►

//! CLI command implementations

use std::sync::Arc;
use std::time::Duration;

use anyhow::{bail, Result};
use serde::Serialize;

use scanconf::{ConfigSources, ScanConfig};
use scansession::sim::{ScriptedDecoder, SimCamera};
use scansession::{
    CameraSelector, DecodeError, DecodedResult, DeviceSelector, NullSurface, ScanError,
    ScanObserver, ScanSession, ScanState, VideoInputDevice,
};

/// Flags of the `scan` subcommand.
pub struct ScanOptions {
    pub code: String,
    pub after_frames: usize,
    pub deny_permission: bool,
    pub no_devices: bool,
    pub cancel_after_ms: Option<u64>,
    pub json: bool,
}

/// Logs session callbacks.
struct LogObserver;

impl ScanObserver for LogObserver {
    fn on_match(&self, result: &DecodedResult) {
        tracing::info!(text = %result.text, "Scan matched");
    }

    fn on_error(&self, error: &ScanError) {
        tracing::warn!(kind = %error.kind, "Scan failed: {}", error);
    }

    fn on_diagnostic(&self, error: &DecodeError) {
        tracing::debug!(error = %error, "Frame not decoded");
    }
}

fn sim_camera(no_devices: bool) -> SimCamera {
    if no_devices {
        SimCamera::without_devices()
    } else {
        SimCamera::new()
    }
}

#[derive(Serialize)]
struct DeviceReport {
    devices: Vec<VideoInputDevice>,
    selected: CameraSelector,
}

/// List video inputs and the camera a scan would pick
pub async fn devices(config: &ScanConfig, no_devices: bool, json: bool) -> Result<()> {
    let camera = sim_camera(no_devices);
    let selector = DeviceSelector::from_config(&config.camera);

    let devices = selector.list_devices(&camera).await;
    let selected = selector.resolve(&devices);
    let report = DeviceReport { devices, selected };

    if json {
        println!("{}", serde_json::to_string_pretty(&report)?);
        return Ok(());
    }

    if report.devices.is_empty() {
        println!("No video inputs found");
    }
    for device in &report.devices {
        let label = if device.label.is_empty() {
            "(no label)"
        } else {
            device.label.as_str()
        };
        println!("{:<12} {}", device.device_id, label);
    }
    println!("Selected: {}", report.selected);
    Ok(())
}

#[derive(Serialize)]
struct ScanReport {
    session: String,
    state: ScanState,
    camera: Option<CameraSelector>,
    result: Option<DecodedResult>,
    error: Option<ScanError>,
}

/// Run one scan attempt against the simulated camera
pub async fn scan(config: &ScanConfig, options: ScanOptions) -> Result<()> {
    let camera = Arc::new(sim_camera(options.no_devices));
    camera.set_permission_denied(options.deny_permission);
    let decoder = Arc::new(ScriptedDecoder::code_after(options.after_frames, options.code));

    let session = ScanSession::new(
        config,
        camera.clone(),
        decoder,
        Arc::new(NullSurface),
        Arc::new(LogObserver),
    );

    session.start()?;

    let state = match options.cancel_after_ms {
        Some(ms) => {
            tokio::select! {
                state = session.settled() => state,
                _ = tokio::time::sleep(Duration::from_millis(ms)) => {
                    tracing::info!(after_ms = ms, "Cancelling scan");
                    session.stop();
                    session.settled().await
                }
            }
        }
        None => session.settled().await,
    };

    let report = ScanReport {
        session: session.id().to_string(),
        state,
        camera: session.selected_camera(),
        result: session.result(),
        error: session.last_error(),
    };
    let live = camera.stats().live_streams;

    if options.json {
        println!("{}", serde_json::to_string_pretty(&report)?);
    } else {
        match (&report.result, &report.error) {
            (Some(result), _) => println!("{}", result.text),
            (None, Some(error)) => println!("{}: {}", error.kind, error.message),
            (None, None) => println!("Scan {}", report.state),
        }
    }

    if live != 0 {
        bail!("{} camera stream(s) still live after scan", live);
    }
    if let Some(error) = report.error {
        bail!("Scan ended with {}", error.kind);
    }
    Ok(())
}

/// Print the effective configuration and where it came from
pub fn show_config(config: &ScanConfig, sources: &ConfigSources) {
    if sources.files.is_empty() {
        println!("# No config files found, using defaults");
    }
    for path in &sources.files {
        println!("# Loaded: {}", path.display());
    }
    for var in &sources.env_overrides {
        println!("# Env override: {}", var);
    }
    println!();
    print!("{}", config.to_toml());
}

◄

Work request:
Set the listing above down again exactly.

Solution to the exercise:
//! CLI command implementations

use std::sync::Arc;
use std::time::Duration;

use anyhow::{bail, Result};
use serde::Serialize;

use scanconf::{ConfigSources, ScanConfig};
use scansession::sim::{ScriptedDecoder, SimCamera};
use scansession::{
    CameraSelector, DecodeError, DecodedResult, DeviceSelector, NullSurface, ScanError,
    ScanObserver, ScanSession, ScanState, VideoInputDevice,
};

/// Flags of the `scan` subcommand.
pub struct ScanOptions {
    pub code: String,
    pub after_frames: usize,
    pub deny_permission: bool,
    pub no_devices: bool,
    pub cancel_after_ms: Option<u64>,
    pub json: bool,
}

/// Logs session callbacks.
struct LogObserver;

impl ScanObserver for LogObserver {
    fn on_match(&self, result: &DecodedResult) {
        tracing::info!(text = %result.text, "Scan matched");
    }

    fn on_error(&self, error: &ScanError) {
        tracing::warn!(kind = %error.kind, "Scan failed: {}", error);
    }

    fn on_diagnostic(&self, error: &DecodeError) {
        tracing::debug!(error = %error, "Frame not decoded");
    }
}

fn sim_camera(no_devices: bool) -> SimCamera {
    if no_devices {
        SimCamera::without_devices()
    } else {
        SimCamera::new()
    }
}

#[derive(Serialize)]
struct DeviceReport {
    devices: Vec<VideoInputDevice>,
    selected: CameraSelector,
}

/// List video inputs and the camera a scan would pick
pub async fn devices(config: &ScanConfig, no_devices: bool, json: bool) -> Result<()> {
    let camera = sim_camera(no_devices);
    let selector = DeviceSelector::from_config(&config.camera);

    let devices = selector.list_devices(&camera).await;
    let selected = selector.resolve(&devices);
    let report = DeviceReport { devices, selected };

    if json {
        println!("{}", serde_json::to_string_pretty(&report)?);
        return Ok(());
    }

    if report.devices.is_empty() {
        println!("No video inputs found");
    }
    for device in &report.devices {
        let label = if device.label.is_empty() {
            "(no label)"
        } else {
            device.label.as_str()
        };
        println!("{:<12} {}", device.device_id, label);
    }
    println!("Selected: {}", report.selected);
    Ok(())
}

#[derive(Serialize)]
struct ScanReport {
    session: String,
    state: ScanState,
    camera: Option<CameraSelector>,
    result: Option<DecodedResult>,
    error: Option<ScanError>,
}

/// Run one scan attempt against the simulated camera
pub async fn scan(config: &ScanConfig, options: ScanOptions) -> Result<()> {
    let camera = Arc::new(sim_camera(options.no_devices));
    camera.set_permission_denied(options.deny_permission);
    let decoder = Arc::new(ScriptedDecoder::code_after(options.after_frames, options.code));

    let session = ScanSession::new(
        config,
        camera.clone(),
        decoder,
        Arc::new(NullSurface),
        Arc::new(LogObserver),
    );

    session.start()?;

    let state = match options.cancel_after_ms {
        Some(ms) => {
            tokio::select! {
                state = session.settled() => state,
                _ = tokio::time::sleep(Duration::from_millis(ms)) => {
                    tracing::info!(after_ms = ms, "Cancelling scan");
                    session.stop();
                    session.settled().await
                }
            }
        }
        None => session.settled().await,
    };

    let report = ScanReport {
        session: session.id().to_string(),
        state,
        camera: session.selected_camera(),
        result: session.result(),
        error: session.last_error(),
    };
    let live = camera.stats().live_streams;

    if options.json {
        println!("{}", serde_json::to_string_pretty(&report)?);
    } else {
        match (&report.result, &report.error) {
            (Some(result), _) => println!("{}", result.text),
            (None, Some(error)) => println!("{}: {}", error.kind, error.message),
            (None, None) => println!("Scan {}", report.state),
        }
    }

    if live != 0 {
        bail!("{} camera stream(s) still live after scan", live);
    }
    if let Some(error) = report.error {
        bail!("Scan ended with {}", error.kind);
    }
    Ok(())
}

/// Print the effective configuration and where it came from
pub fn show_config(config: &ScanConfig, sources: &ConfigSources) {
    if sources.files.is_empty() {
        println!("# No config files found, using defaults");
    }
    for path in &sources.files {
        println!("# Loaded: {}", path.display());
    }
    for var in &sources.env_overrides {
        println!("# Env override: {}", var);
    }
    println!();
    print!("{}", config.to_toml());
}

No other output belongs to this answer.